Thinning the herd - Iowa Caucuses 2012

Mike Pence is out, leaving 18 known or suspected common scolds to pester Iowans between now and January.

Pence says he'll run for governor of Indiana to replace Mitch Daniels, who remains at least somewhat likely to swing by Camp J and barter for my vote.  I dunno, probably not, Mitch, but if you want to open the bidding  with a 98  per cent, 1918 manufactured Model 1911, I suppose we could talk, assuming it comes with a half-dip magazine and original grips.

Meanwhile, your comprehensive guide to all the men and women of gold studying up  on corn and beans and hogs so they can talk to us like really concerned experts has been updated.

May 3, 2011

John Davis, already a winner; Iowa Caucuses 2012

In the TMR tally of candidate cliches, John Davis of Grand Junction,  BackSlope, is the hands-down champion. No other statesman/woman competing for Iowans' attention has a prayer of closing the gap.

Among his revelations: "My family has lived in this town for six generations and I can’t imagine living anywhere else. " (That's also the site of his entry in the cliche contest.)


Which is misleading.  He clearly can imagine moving to 1600 Pennsylvania Avenue, a long slog from his Colorado lumber yard.

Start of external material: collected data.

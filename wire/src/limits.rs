//! Configurable limits for bounded decoding.

/// Stream-level limits enforced while decoding.
///
/// Length fields read from the stream are checked against these limits
/// before anything is allocated for them.
#[derive(Debug, Clone, Copy, PartialEq, Eq)]
pub struct Limits {
    /// Maximum stream size in bytes, header included.
    pub max_stream_bytes: usize,

    /// Maximum byte length of an object name.
    pub max_name_bytes: usize,

    /// Maximum number of indices in a single face, line or points element.
    pub max_element_indices: usize,
}

impl Default for Limits {
    fn default() -> Self {
        Self {
            // 1 GiB covers very large scanned meshes
            max_stream_bytes: 1 << 30,
            max_name_bytes: 4096,
            max_element_indices: 1 << 20,
        }
    }
}

impl Limits {
    /// Creates limits suitable for testing with smaller values.
    #[must_use]
    pub const fn for_testing() -> Self {
        Self {
            max_stream_bytes: 64 * 1024,
            max_name_bytes: 64,
            max_element_indices: 256,
        }
    }

    /// Creates limits with no restrictions (use with caution).
    #[must_use]
    pub const fn unlimited() -> Self {
        Self {
            max_stream_bytes: usize::MAX,
            max_name_bytes: usize::MAX,
            max_element_indices: usize::MAX,
        }
    }
}

#[cfg(test)]
mod tests {
    use super::*;

    #[test]
    fn testing_limits_smaller() {
        let test_limits = Limits::for_testing();
        let default_limits = Limits::default();

        assert!(test_limits.max_stream_bytes < default_limits.max_stream_bytes);
        assert!(test_limits.max_name_bytes < default_limits.max_name_bytes);
        assert!(test_limits.max_element_indices < default_limits.max_element_indices);
    }

    #[test]
    fn unlimited_limits() {
        let limits = Limits::unlimited();
        assert_eq!(limits.max_stream_bytes, usize::MAX);
        assert_eq!(limits.max_name_bytes, usize::MAX);
        assert_eq!(limits.max_element_indices, usize::MAX);
    }

    #[test]
    fn limits_const_constructible() {
        const LIMITS: Limits = Limits::for_testing();
        assert_eq!(LIMITS.max_name_bytes, 64);
    }
}
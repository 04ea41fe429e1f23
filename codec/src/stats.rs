//! Per-stream coding statistics.

use wire::{EventKind, EVENT_KIND_COUNT};

use crate::float_cache::FloatPath;

/// How many floats took each coding path.
#[derive(Debug, Clone, Copy, Default, PartialEq, Eq)]
pub struct FloatPathCounts {
    pub exact: u64,
    pub delta: u64,
    pub literal: u64,
}

impl FloatPathCounts {
    #[must_use]
    pub const fn total(&self) -> u64 {
        self.exact + self.delta + self.literal
    }
}

/// Counters collected while a stream is encoded or decoded.
#[derive(Debug, Clone, PartialEq, Eq)]
pub struct StreamStats {
    events: [u64; EVENT_KIND_COUNT],
    /// Events coded with the one-bit repeat shortcut.
    pub repeats: u64,
    pub floats: FloatPathCounts,
    /// Payload size in bits, header excluded.
    pub payload_bits: u64,
}

impl Default for StreamStats {
    fn default() -> Self {
        Self {
            events: [0; EVENT_KIND_COUNT],
            repeats: 0,
            floats: FloatPathCounts::default(),
            payload_bits: 0,
        }
    }
}

impl StreamStats {
    #[must_use]
    pub fn new() -> Self {
        Self::default()
    }

    #[must_use]
    pub const fn event_count(&self, kind: EventKind) -> u64 {
        self.events[kind.index()]
    }

    #[must_use]
    pub fn total_events(&self) -> u64 {
        self.events.iter().sum()
    }

    /// Kinds that occurred at least once, in table order.
    pub fn iter(&self) -> impl Iterator<Item = (EventKind, u64)> + '_ {
        EventKind::ALL
            .into_iter()
            .map(|kind| (kind, self.events[kind.index()]))
            .filter(|&(_, count)| count > 0)
    }

    pub(crate) fn record_event(&mut self, kind: EventKind, repeat: bool) {
        self.events[kind.index()] += 1;
        if repeat {
            self.repeats += 1;
        }
    }

    pub(crate) fn record_float(&mut self, path: FloatPath) {
        match path {
            FloatPath::Exact { .. } => self.floats.exact += 1,
            FloatPath::Delta { .. } => self.floats.delta += 1,
            FloatPath::Literal => self.floats.literal += 1,
        }
    }
}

That's how he has earned a place on your newly updated, handy-dandy, list of  GOP luminaries  practicing to say aww shucks and you bet.


He brings the total back to 19, and let it be added that there's no reason to think a lumber yard guy would do a worse job of running the country than a neighborhood organizer.



May 2, 2011

Poor Michele

Michele Bachmann, the congresslady who aspires to lead the Free World, lives in Stillwater, Minnesota, on the St.Croix River. The bridge from Stillwater to Houlton, Wisconsin,  is going to seed, and the Washington Post is displaying a little schadenfreude at Michele's failure to get an earmark to fix it.  I mean, if you can't hustle a few million federal taxpayer bucks through your fellow lawmakers, how the Hell can you cut deals with King Abdullah?

It now falls to Rep. Michele Bachmann, the congresswoman who calls Stillwater home, to finally get it done. The bridge will test whether one of the most recognizable elected officials in Washington can fulfill the most basic duty of members of Congress: delivering for the voters in their district.

Which proves the Post is at least as batshit crazy as Michele.

She took an oath to defend the Constitution. That document is strangely silent on the question of traversing the St. Croix, whether by Lexus or by birch bark canoe.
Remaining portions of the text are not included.